[Development] QLog ( Work on qDebug and friends)

Lincoln Ramsay lincoln.ramsay at nokia.com
Thu Feb 16 05:00:03 CET 2012


On 02/16/2012 02:14 AM, ext BRM wrote:
>> This fails the "do nothing quickly" test so the cost of leaving
>> such statements in shipping code is high, even when the categories
>> are disabled.
>>
>> This works fine though.
>>
>> qLog(category1)<< "message for category1";
>> qLog(category2)<< "message for category2";
>
> No more than the Macro.
>
> Yes, it would need to read all the strings; but then it could just
> read them instead. The macro fails in the same respect.
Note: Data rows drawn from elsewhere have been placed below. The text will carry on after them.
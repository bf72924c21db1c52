//! Validated render configuration and the resolver that builds it.
//!
//! Every numeric field is clamped here, so encoders and the renderer can
//! rely on in-range values without re-checking them.

use std::fmt;
use std::sync::OnceLock;

use regex::Regex;

use crate::config::options::keys;
use crate::config::{ConfigError, RenderOptions};

/// Smallest module width in pixels.
pub const MIN_SCALE: u32 = 1;
/// Largest module width in pixels.
pub const MAX_SCALE: u32 = 4;
/// Shortest bar height in modules.
pub const MIN_THICKNESS: u32 = 9;
/// Tallest bar height in modules.
pub const MAX_THICKNESS: u32 = 90;
/// Lowest DPI written to image metadata.
pub const MIN_DPI: u32 = 72;
/// Highest DPI written to image metadata.
pub const MAX_DPI: u32 = 300;

pub const DEFAULT_SCALE: u32 = 1;
pub const DEFAULT_THICKNESS: u32 = 30;
pub const DEFAULT_DPI: u32 = 72;
/// Caption size in points when `fontSize` is not given.
pub const DEFAULT_FONT_SIZE: u32 = 8;
/// Largest caption size in points.
pub const MAX_FONT_SIZE: u32 = 96;

/// An RGB colour.
#[derive(Debug, Clone, Copy, PartialEq, Eq, Hash)]
pub struct Color {
    pub r: u8,
    pub g: u8,
    pub b: u8,
}

impl Color {
    pub const BLACK: Color = Color::new(0, 0, 0);
    pub const WHITE: Color = Color::new(255, 255, 255);
    pub const RED: Color = Color::new(255, 0, 0);

    pub const fn new(r: u8, g: u8, b: u8) -> Self {
        Self { r, g, b }
    }

    /// Parse `RRGGBB` or `#RRGGBB`.
    pub fn from_hex(value: &str) -> Option<Self> {
        let hex = value.trim().trim_start_matches('#');
        if hex.len() != 6 || !hex.chars().all(|c| c.is_ascii_hexdigit()) {
            return None;
        }
        let channel = |i: usize| u8::from_str_radix(&hex[i..i + 2], 16).ok();
        Some(Self::new(channel(0)?, channel(2)?, channel(4)?))
    }

    pub fn to_rgb(self) -> [u8; 3] {
        [self.r, self.g, self.b]
    }
}

impl fmt::Display for Color {
    fn fmt(&self, f: &mut fmt::Formatter<'_>) -> fmt::Result {
        write!(f, "#{:02X}{:02X}{:02X}", self.r, self.g, self.b)
    }
}

/// Counter-clockwise rotation applied to the finished symbol.
#[derive(Debug, Clone, Copy, PartialEq, Eq, Default)]
pub enum Rotation {
    #[default]
    None,
    Deg90,
    Deg180,
    Deg270,
}

impl Rotation {
    /// Normalise any multiple of 90 degrees (negative allowed).
    pub fn from_degrees(degrees: i64) -> Result<Self, ConfigError> {
        if degrees % 90 != 0 {
            return Err(ConfigError::InvalidRotation(degrees));
        }
        Ok(match degrees.rem_euclid(360) {
            90 => Rotation::Deg90,
            180 => Rotation::Deg180,
            270 => Rotation::Deg270,
            _ => Rotation::None,
        })
    }

    pub fn degrees(self) -> u32 {
        match self {
            Rotation::None => 0,
            Rotation::Deg90 => 90,
            Rotation::Deg180 => 180,
            Rotation::Deg270 => 270,
        }
    }
}

/// A font to load from the font directory.
#[derive(Debug, Clone, PartialEq, Eq, Hash)]
pub struct FontSpec {
    /// File name inside the font directory (e.g. `Arial.ttf`).
    pub family: String,
    /// Size in points, in `[1, 96]`.
    pub size: u32,
}

/// A complete Intelligent Mail tracking code.
#[derive(Debug, Clone, Copy, PartialEq, Eq, Hash)]
pub struct TrackingCode {
    pub barcode_identifier: u64,
    pub service_type: u64,
    pub mailer_identifier: u64,
    pub serial_number: u64,
}

/// Tracking-code fields as supplied; any of them may be missing.
#[derive(Debug, Clone, Copy, PartialEq, Eq, Default)]
pub struct TrackingFields {
    pub barcode_identifier: Option<u64>,
    pub service_type: Option<u64>,
    pub mailer_identifier: Option<u64>,
    pub serial_number: Option<u64>,
}

impl TrackingFields {
    /// The tracking code, only if all four fields were supplied.
    pub fn complete(&self) -> Option<TrackingCode> {
        Some(TrackingCode {
            barcode_identifier: self.barcode_identifier?,
            service_type: self.service_type?,
            mailer_identifier: self.mailer_identifier?,
            serial_number: self.serial_number?,
        })
    }

    /// Number of fields supplied.
    pub fn supplied(&self) -> usize {
        [
            self.barcode_identifier,
            self.service_type,
            self.mailer_identifier,
            self.serial_number,
        ]
        .iter()
        .filter(|field| field.is_some())
        .count()
    }
}

/// Validated, clamped attribute set for one render.
#[derive(Debug, Clone, PartialEq, Eq)]
pub struct RenderConfig {
    /// Module width in pixels, in `[1, 4]`.
    pub scale: u32,
    /// Metadata DPI in `[72, 300]`, or unset.
    pub dpi: Option<u32>,
    pub rotation: Rotation,
    /// Bar height in modules, in `[9, 90]`.
    pub thickness: u32,
    /// Caption font; `None` renders bars without text.
    pub font: Option<FontSpec>,
    pub foreground: Color,
    pub background: Color,
    /// Start character override for sequential symbologies.
    pub start: Option<String>,
    pub checksum: bool,
    pub tracking: TrackingFields,
    pub label: Option<String>,
}

impl Default for RenderConfig {
    fn default() -> Self {
        Self {
            scale: DEFAULT_SCALE,
            dpi: Some(DEFAULT_DPI),
            rotation: Rotation::None,
            thickness: DEFAULT_THICKNESS,
            font: None,
            foreground: Color::BLACK,
            background: Color::WHITE,
            start: None,
            checksum: false,
            tracking: TrackingFields::default(),
            label: None,
        }
    }
}

fn font_family_pattern() -> &'static Regex {
    static PATTERN: OnceLock<Regex> = OnceLock::new();
    // A bare file name: no separators, no leading dot.
    PATTERN.get_or_init(|| Regex::new(r"^[A-Za-z0-9_][A-Za-z0-9_.\-]*$").expect("Invalid regex pattern"))
}

/// Resolve an options bag into a [`RenderConfig`].
///
/// Unknown keys are ignored. Numeric fields are clamped into range;
/// unparseable values are rejected.
///
/// # Example
///
/// ```
/// use barcodegen::config::{resolve, RenderOptions};
///
/// let options = RenderOptions::new()
///     .with("scale", "10")
///     .with("thickness", "1")
///     .with("dpi", "400");
/// let config = resolve(&options).unwrap();
///
/// assert_eq!(config.scale, 4);
/// assert_eq!(config.thickness, 9);
/// assert_eq!(config.dpi, Some(300));
/// ```
pub fn resolve(options: &RenderOptions) -> Result<RenderConfig, ConfigError> {
    let defaults = RenderConfig::default();

    let scale = match integer(options, keys::SCALE)? {
        Some(value) => clamp(value, MIN_SCALE, MAX_SCALE),
        None => defaults.scale,
    };

    let thickness = match integer(options, keys::THICKNESS)? {
        Some(value) => clamp(value, MIN_THICKNESS, MAX_THICKNESS),
        None => defaults.thickness,
    };

    // Absent means the default; present but empty explicitly unsets it.
    let dpi = match options.get(keys::DPI) {
        None => defaults.dpi,
        Some(raw) if raw.trim().is_empty() => None,
        Some(_) => integer(options, keys::DPI)?.map(|value| clamp(value, MIN_DPI, MAX_DPI)),
    };

    let rotation = match integer(options, keys::ROTATION)? {
        Some(degrees) => Rotation::from_degrees(degrees)?,
        None => defaults.rotation,
    };

    let font = resolve_font(options)?;

    let foreground = color(options, keys::FOREGROUND_COLOR)?.unwrap_or(defaults.foreground);
    let background = color(options, keys::BACKGROUND_COLOR)?.unwrap_or(defaults.background);

    let start = options
        .get(keys::START)
        .map(str::trim)
        .filter(|s| !s.is_empty())
        .map(str::to_string);

    let checksum = boolean(options, keys::CHECKSUM)?.unwrap_or(defaults.checksum);

    let tracking = TrackingFields {
        barcode_identifier: tracking_field(options, keys::BARCODE_IDENTIFIER),
        service_type: tracking_field(options, keys::SERVICE_TYPE),
        mailer_identifier: tracking_field(options, keys::MAILER_IDENTIFIER),
        serial_number: tracking_field(options, keys::SERIAL_NUMBER),
    };

    let label = options.get(keys::LABEL).map(str::to_string);

    Ok(RenderConfig {
        scale,
        dpi,
        rotation,
        thickness,
        font,
        foreground,
        background,
        start,
        checksum,
        tracking,
        label,
    })
}

fn resolve_font(options: &RenderOptions) -> Result<Option<FontSpec>, ConfigError> {
    let Some(family) = options.get(keys::FONT_FAMILY).map(str::trim) else {
        return Ok(None);
    };
    let size = integer(options, keys::FONT_SIZE)?.unwrap_or(i64::from(DEFAULT_FONT_SIZE));

    if family.eq_ignore_ascii_case("none") || family == "0" || size < 1 {
        return Ok(None);
    }
    if !font_family_pattern().is_match(family) {
        return Err(ConfigError::InvalidFontFamily(family.to_string()));
    }

    Ok(Some(FontSpec {
        family: family.to_string(),
        size: clamp(size, 1, MAX_FONT_SIZE),
    }))
}

fn clamp(value: i64, min: u32, max: u32) -> u32 {
    // Bounded by a u32 range, so the narrowing cannot truncate.
    value.clamp(i64::from(min), i64::from(max)) as u32
}

/// Leading integer of `raw`: optional sign, then digits. Trailing text is
/// dropped (`"30.5"` is 30) and magnitudes beyond `u64` saturate.
fn leading_integer(raw: &str) -> Option<(bool, u64)> {
    let (negative, rest) = match raw.as_bytes().first() {
        Some(b'-') => (true, &raw[1..]),
        Some(b'+') => (false, &raw[1..]),
        _ => (false, raw),
    };
    let end = rest
        .bytes()
        .position(|b| !b.is_ascii_digit())
        .unwrap_or(rest.len());
    if end == 0 {
        return None;
    }
    let magnitude = rest[..end].bytes().fold(0u64, |acc, digit| {
        acc.saturating_mul(10).saturating_add(u64::from(digit - b'0'))
    });
    Some((negative, magnitude))
}

/// Integer option, saturating to the `i64` range.
fn integer(options: &RenderOptions, key: &str) -> Result<Option<i64>, ConfigError> {
    let Some(raw) = options.get(key).map(str::trim) else {
        return Ok(None);
    };
    let (negative, magnitude) = leading_integer(raw).ok_or_else(|| ConfigError::InvalidNumber {
        key: key.to_string(),
        value: raw.to_string(),
    })?;
    let signed = if negative {
        -i128::from(magnitude)
    } else {
        i128::from(magnitude)
    };
    // Clamped into the i64 range first, so the narrowing cannot truncate.
    Ok(Some(signed.clamp(i128::from(i64::MIN), i128::from(i64::MAX)) as i64))
}

/// Tracking-code field. Never fails: only the tracking encoder reads these,
/// and it validates the complete code itself.
///
/// A present value without digits (including an empty one) is 0. Negative
/// values saturate to `u64::MAX` so the encoder rejects them as out of range.
fn tracking_field(options: &RenderOptions, key: &str) -> Option<u64> {
    let raw = options.get(key)?.trim();
    Some(match leading_integer(raw) {
        None => 0,
        Some((true, 0)) => 0,
        Some((true, _)) => u64::MAX,
        Some((false, magnitude)) => magnitude,
    })
}

fn boolean(options: &RenderOptions, key: &str) -> Result<Option<bool>, ConfigError> {
    let Some(raw) = options.get(key) else {
        return Ok(None);
    };
    match raw.trim().to_ascii_lowercase().as_str() {
        "1" | "true" | "yes" | "on" => Ok(Some(true)),
        "" | "0" | "false" | "no" | "off" => Ok(Some(false)),
        _ => Err(ConfigError::InvalidBoolean {
            key: key.to_string(),
            value: raw.to_string(),
        }),
    }
}

fn color(options: &RenderOptions, key: &str) -> Result<Option<Color>, ConfigError> {
    match options.get(key) {
        None => Ok(None),
        Some(raw) => Color::from_hex(raw)
            .map(Some)
            .ok_or_else(|| ConfigError::InvalidColor {
                key: key.to_string(),
                value: raw.to_string(),
            }),
    }
}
I don't think I get where you're going here.

qLog expands to:

if (do_nothing) /*NOP*/; else qDebug() << "your message";

Why? Because the category check must be done first and it must be done 
quickly. That means things like no string operations in the "common" 
case (where we already know that the category is disabled). Sure, if you 
don't know if the category should be disabled you're going to have to do 
some calculations but that's the exception, not the norm.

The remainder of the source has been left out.